За самовольный выезд (побег) из мест обязательного поселения этих выселенцев виновные подлежат привлечению к уголовной ответственности. Определить меру наказания за это преступление в 20 лет каторжных работ».
Это сообщение было для меня ударом ниже пояса. Сколько лет, находясь в заключении, я мечтал о том, чтобы после освобождения, снова, как до войны, путешествовать по Кавказу и другим горным районам страны и совершать восхождения. Как моряк не может жить без моря, так и альпинист не может жить без гор. Именно любовь к ним, да и к природе вообще, дали мне силы перебороть все трудности, которые встречались на моем пути.
Не зря Ницше сказал: «У кого есть зачем жить, может вынести любое». Мне было трудно привыкнуть к мысли, что больше не видать мне дальние края, но в душе я все-таки верил, что все изменится к лучшему.
В начале 1950 года я женился. Пословица говорит: первая жена от Бога, вторая от черта, третья — по заслугам. Видимо, у меня были определенные заслуги, так как с моей женой Князевой Александрой Григорьевной живу до сих пор и не жалею об этом.

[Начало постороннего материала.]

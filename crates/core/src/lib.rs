//! # Polyfact Core
//!
//! Domain types, traits, and error definitions for the Polyfact SDK.
//! This crate has **no HTTP dependencies**. It defines the shapes that
//! travel to and from the generation service, plus the seams the other
//! crates implement against.
//!
//! - [`Generator`] abstracts "run a generation", so the ReAct agent can be
//!   driven by the real HTTP client or by a scripted mock.
//! - [`SessionStore`] abstracts where the refresh token lives between runs.

pub mod error;
pub mod generation;
pub mod message;
pub mod session;
pub mod stream;

// Re-export key types at crate root for ergonomics
pub use error::{AgentError, ApiError, Error, ErrorData, Result, SessionError};
pub use generation::{GenerationOptions, GenerationResult, Generator, Provider, TokenUsage};
pub use message::ChatMessage;
pub use session::{
    FileSessionStore, InMemorySessionStore, REFRESH_TOKEN_KEY, Session, SessionStore,
};
pub use stream::{GenerationStream, StreamSender};
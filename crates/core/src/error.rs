//! Error types for the Polyfact SDK.
//!
//! Uses `thiserror` for ergonomic error definitions.
//! Failures reported by the remote service are wrapped into [`ApiError`],
//! which carries the service's `{ code, message }` payload. Everything else
//! propagates as-is through the other variants.

use serde::{Deserialize, Serialize};
use thiserror::Error;

/// The top-level error type for all Polyfact operations.
#[derive(Debug, Error)]
pub enum Error {
    // --- Remote service errors ---
    #[error("API error: {0}")]
    Api(#[from] ApiError),

    #[error("Network error: {0}")]
    Network(String),

    // --- Auth ---
    #[error("Not authenticated: {0}")]
    NotAuthenticated(String),

    #[error("Session error: {0}")]
    Session(#[from] SessionError),

    // --- Agent ---
    #[error("Agent error: {0}")]
    Agent(#[from] AgentError),

    // --- Configuration errors ---
    #[error("Configuration error: {message}")]
    Config { message: String },

    // --- Serialization ---
    #[error("Serialization error: {0}")]
    Serialization(#[from] serde_json::Error),

    #[error("I/O error: {0}")]
    Io(#[from] std::io::Error),
}

/// Result type alias using our Error.
pub type Result<T> = std::result::Result<T, Error>;

/// The error payload returned by the generation service.
#[derive(Debug, Clone, PartialEq, Eq, Serialize, Deserialize)]
pub struct ErrorData {
    pub code: String,
    #[serde(default)]
    pub message: String,
}

/// An error response from the generation service.
#[derive(Debug, Clone, PartialEq, Eq, Error)]
#[error("{code}: {message} (status: {status})")]
pub struct ApiError {
    pub status: u16,
    pub code: String,
    pub message: String,
}

impl ApiError {
    /// Fallback code used when the body is not a `{ code, message }` payload.
    pub const UNKNOWN_CODE: &'static str = "unknown_error";

    /// Build an error from a non-success HTTP status and its raw body.
    pub fn from_response(status: u16, body: &str) -> Self {
        match serde_json::from_str::<ErrorData>(body) {
            Ok(data) => Self {
                status,
                code: data.code,
                message: data.message,
            },
            Err(_) => Self {
                status,
                code: Self::UNKNOWN_CODE.into(),
                message: body.trim().to_string(),
            },
        }
    }

    /// The service payload this error was built from.
    pub fn data(&self) -> ErrorData {
        ErrorData {
            code: self.code.clone(),
            message: self.message.clone(),
        }
    }
}

// --- Bounded context errors ---

#[derive(Debug, Clone, PartialEq, Eq, Error)]
pub enum AgentError {
    #[error("Unknown line type: {kind}, arg: {arg}")]
    UnknownLineType { kind: String, arg: String },

    #[error("Expected action")]
    ExpectedAction,

    #[error("Unknown action type: {0}")]
    UnknownActionType(String),
}

#[derive(Debug, Error)]
pub enum SessionError {
    #[error("Session storage failed: {0}")]
    Storage(String),

    #[error("Identity provider not configured: {0}")]
    IdentityProviderMissing(String),

    #[error("Invalid callback URL: {0}")]
    InvalidCallback(String),
}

В январе 1956 года спецкомендатура была ликвидирована, и я стал свободным человеком. Тамара Владимировна занимала к тому времени пост начальника санотдела ОИТК МАССР, а затем руководила Республиканским туберкулезным диспансером. Она пригласила меня к себе на работу, и в 1963 году я переехал в Йошкар-Олу. До выхода на пенсию я работал врачом-рентгенологом.
Горы я не забыл и побывал во всех основных горных районах страны.
Глеб Константинович Зауэр вернулся из мест заключений (его отправили на Урал) инвалидом. После инсульта левая рука и левая нога остались парализованными. Я его посещал постоянно и снабжал продуктами и деньгами, так как семья — жена и дочь оставили его и переехали в Ленинград.
В конце 1970-х годов он умер от рака пищевода. Арнольд Соломонович после освобождения жил сначала во Владимире, а после реабилитации вернулся к жене в Москву. Но лишь несколько лет свободы были ему суждены. Он умер от рака печени. Много лет я работал вместе с Тамарой Владимировной, но и ее настигла страшная болезнь. Как и многие заядлые курильщики, она скончалась от рака легких.
Михаил Лебедев и Павел Чесноков были реабилитированы с восстановлением воинского звания. Говорят, что они стали генералами.
Трагична была судьба Виктора Гарканова. Он дождался Маргариту, и они поженились. Родилась дочь. Сначала Виктор работал в деревне Липовка, а затем на лесоучастке Огибное.
Однажды он отправился на катере в Марьино за медикаментами. Вместе с ним ехала молодая кассирша, которая в банке должна была получить деньги для рабочих лесоучастка, и машинист катера. Последний был также и в качестве охранника.
На обратном пути машинист застрелил кассиршу из ружья и убил Виктора багром.
Игнат Штамбург стал председателем колхоза в Мари-Турекском районе и не оставил Валю, которая стала его женой. Было у них, если не ошибаюсь, трое детей. Когда я его встретил в последний раз, у него случилось большое горе. Валя стала пить и однажды сгорела в бане вместе с младшей дочерью (сыном?) Через несколько лет и он скончался — дорогой «Пан Подольский».
Бывают чудеса: через дом от меня живет мой бывший начальник санчасти в Шушерах Валя Осипова. Иногда вижу ее. Конечно, годы дали о себе знать, но по-прежнему она стройная, а лицо женственное и доброе.
Пройдет еще несколько лет, и никого не останется из тех, кто могли бы повествовать о жизни в лагерях тех лет, и в частности лагерях Республики Марий Эл, где условия для зэков были еще относительно терпимые.